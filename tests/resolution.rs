//! Lazy resolution of read definitions against a registry

use std::cell::RefCell;
use std::sync::Arc;

use pretty_assertions::assert_eq;

use objdef::{
    DefinitionReader, Factory, Instance, ObjectDeclaration, ObjectDefinition, ProgrammaticConfig,
    Registry, RegistryError, Source, StaticRegistry, Value, XmlConfig, YamlConfig,
};

/// Records every lookup before delegating
struct CountingRegistry {
    inner: StaticRegistry,
    lookups: RefCell<Vec<String>>,
}

impl CountingRegistry {
    fn new(ids: &[&str]) -> Self {
        let mut inner = StaticRegistry::new();
        for id in ids {
            inner.insert(*id, Arc::new(id.to_string()));
        }
        Self {
            inner,
            lookups: RefCell::new(Vec::new()),
        }
    }

    fn lookups(&self) -> Vec<String> {
        self.lookups.borrow().clone()
    }
}

impl Registry for CountingRegistry {
    fn get_object(&self, id: &str) -> Result<Instance, RegistryError> {
        self.lookups.borrow_mut().push(id.to_string());
        self.inner.get_object(id)
    }
}

const CONTEXT: &str = r#"
objects:
  - object: service
    class: shop.Service
    properties:
      order: [{ref: db}, {ref: db}, {ref: cache}]
      unique: {set: [{ref: db}, {ref: db}]}
      fixed: {frozenset: [{ref: db}, {ref: cache}]}
      debug: "True"
      quiet: "False"
      pair: {tuple: [1, two]}
      env: {primary: {ref: db}, retries: 3}
"#;

fn read_context() -> Vec<ObjectDefinition> {
    YamlConfig::new([Source::inline("context.yaml", CONTEXT)])
        .read_definitions()
        .expect("Should read")
}

fn object(value: &Value) -> &str {
    value
        .as_object()
        .and_then(|o| o.downcast_ref::<String>())
        .map(String::as_str)
        .expect("expected a registry object")
}

#[test]
fn test_reading_never_touches_the_registry() {
    let registry = CountingRegistry::new(&[]);
    let objects = read_context();
    assert_eq!(objects.len(), 1);
    assert!(registry.lookups().is_empty());
}

#[test]
fn test_references_are_fetched_at_resolution() {
    let registry = CountingRegistry::new(&["db", "cache"]);
    let service = &read_context()[0];

    let order = service.property("order").unwrap().resolve(&registry).unwrap();
    let Value::List(items) = &order else {
        panic!("expected a list, got {:?}", order);
    };
    // duplicates survive in an ordered sequence
    assert_eq!(
        items.iter().map(object).collect::<Vec<_>>(),
        vec!["db", "db", "cache"]
    );
    assert_eq!(registry.lookups(), vec!["db", "db", "cache"]);
}

#[test]
fn test_unique_sequence_collapses_same_singleton() {
    let registry = CountingRegistry::new(&["db", "cache"]);
    let service = &read_context()[0];

    let unique = service.property("unique").unwrap().resolve(&registry).unwrap();
    let Value::Set(set) = unique else {
        panic!("expected a set");
    };
    assert_eq!(set.len(), 1);

    let fixed = service.property("fixed").unwrap().resolve(&registry).unwrap();
    let Value::FrozenSet(frozen) = fixed else {
        panic!("expected a frozen set");
    };
    assert_eq!(frozen.len(), 2);
    assert_eq!(frozen.iter().map(object).collect::<Vec<_>>(), vec!["db", "cache"]);
}

#[test]
fn test_scalars_and_coercion() {
    let registry = CountingRegistry::new(&["db"]);
    let service = &read_context()[0];

    let resolve = |name: &str| service.property(name).unwrap().resolve(&registry).unwrap();

    assert_eq!(resolve("debug"), Value::Bool(true));
    assert_eq!(resolve("quiet"), Value::Bool(false));
    assert_eq!(
        resolve("pair"),
        Value::Tuple(vec![Value::Str("1".into()), Value::Str("two".into())])
    );

    let Value::Map(env) = resolve("env") else {
        panic!("expected a map");
    };
    assert_eq!(object(&env["primary"]), "db");
    assert_eq!(env["retries"], Value::Str("3".into()));
}

#[test]
fn test_resolution_is_repeatable() {
    let registry = CountingRegistry::new(&["db", "cache"]);
    let service = &read_context()[0];
    let before = service.clone();

    let first = service.property("order").unwrap().resolve(&registry).unwrap();
    let second = service.property("order").unwrap().resolve(&registry).unwrap();

    assert_eq!(first, second);
    assert_eq!(service, &before);
}

#[test]
fn test_registry_errors_pass_through() {
    let registry = CountingRegistry::new(&["cache"]);
    let service = &read_context()[0];

    let err = service.property("fixed").unwrap().resolve(&registry).unwrap_err();
    assert_eq!(err, RegistryError::UnknownReference { id: "db".into() });

    let mut templates = StaticRegistry::new();
    templates.insert_abstract("db", Arc::new(()));
    let err = service.property("order").unwrap().resolve(&templates).unwrap_err();
    assert_eq!(err, RegistryError::AbstractInstantiation { id: "db".into() });
}

#[test]
fn test_inner_objects_resolve_by_synthesized_id() {
    let objects = XmlConfig::new([Source::inline(
        "objects.xml",
        r#"<objects xmlns="http://www.springframework.org/springpython/schema/objects">
             <object id="app" class="shop.App">
               <property name="pool"><object class="shop.Pool"/></property>
             </object>
           </objects>"#,
    )])
    .read_definitions()
    .expect("Should read");

    let registry = CountingRegistry::new(&["app.pool.<anonymous>"]);
    let pool = objects[1].property("pool").unwrap().resolve(&registry).unwrap();
    assert_eq!(object(&pool), "app.pool.<anonymous>");
}

#[test]
fn test_programmatic_factories_run_against_registry() {
    let mut config = ProgrammaticConfig::new()
        .declare(ObjectDeclaration::new("greeting", |registry: &dyn Registry| {
            let name = registry.get_object("name")?;
            let name = name
                .downcast_ref::<String>()
                .ok_or_else(|| RegistryError::factory("greeting", "name is not a string"))?;
            Ok(Arc::new(format!("hello {}", name)) as Instance)
        }))
        .declare(ObjectDeclaration::derived(
            "loud",
            "greeting",
            |_: &dyn Registry, parent: Instance| {
                let text = parent
                    .downcast_ref::<String>()
                    .ok_or_else(|| RegistryError::factory("loud", "parent is not a string"))?;
                Ok(Arc::new(text.to_uppercase()) as Instance)
            },
        ));

    let objects = config.read_definitions().expect("Should read");
    assert_eq!(objects.len(), 2);
    assert_eq!(objects[1].parent.as_deref(), Some("greeting"));

    let mut registry = StaticRegistry::new();
    registry.insert("name", Arc::new("world".to_string()));

    let Factory::Programmatic(greeting) = &objects[0].factory else {
        panic!("expected a programmatic factory");
    };
    let hello = greeting.invoke(&registry).unwrap();
    assert_eq!(hello.downcast_ref::<String>().unwrap(), "hello world");

    registry.insert_abstract("greeting", hello);
    let Factory::Programmatic(loud) = &objects[1].factory else {
        panic!("expected a programmatic factory");
    };
    let shout = loud.invoke(&registry).unwrap();
    assert_eq!(shout.downcast_ref::<String>().unwrap(), "HELLO WORLD");
}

##############################

- **Directions for this task**
Copy out every line from the data above that has "XmlConfig" in it.

- **Problem solution**
    Registry, RegistryError, Source, StaticRegistry, Value, XmlConfig, YamlConfig,
    let objects = XmlConfig::new([Source::inline(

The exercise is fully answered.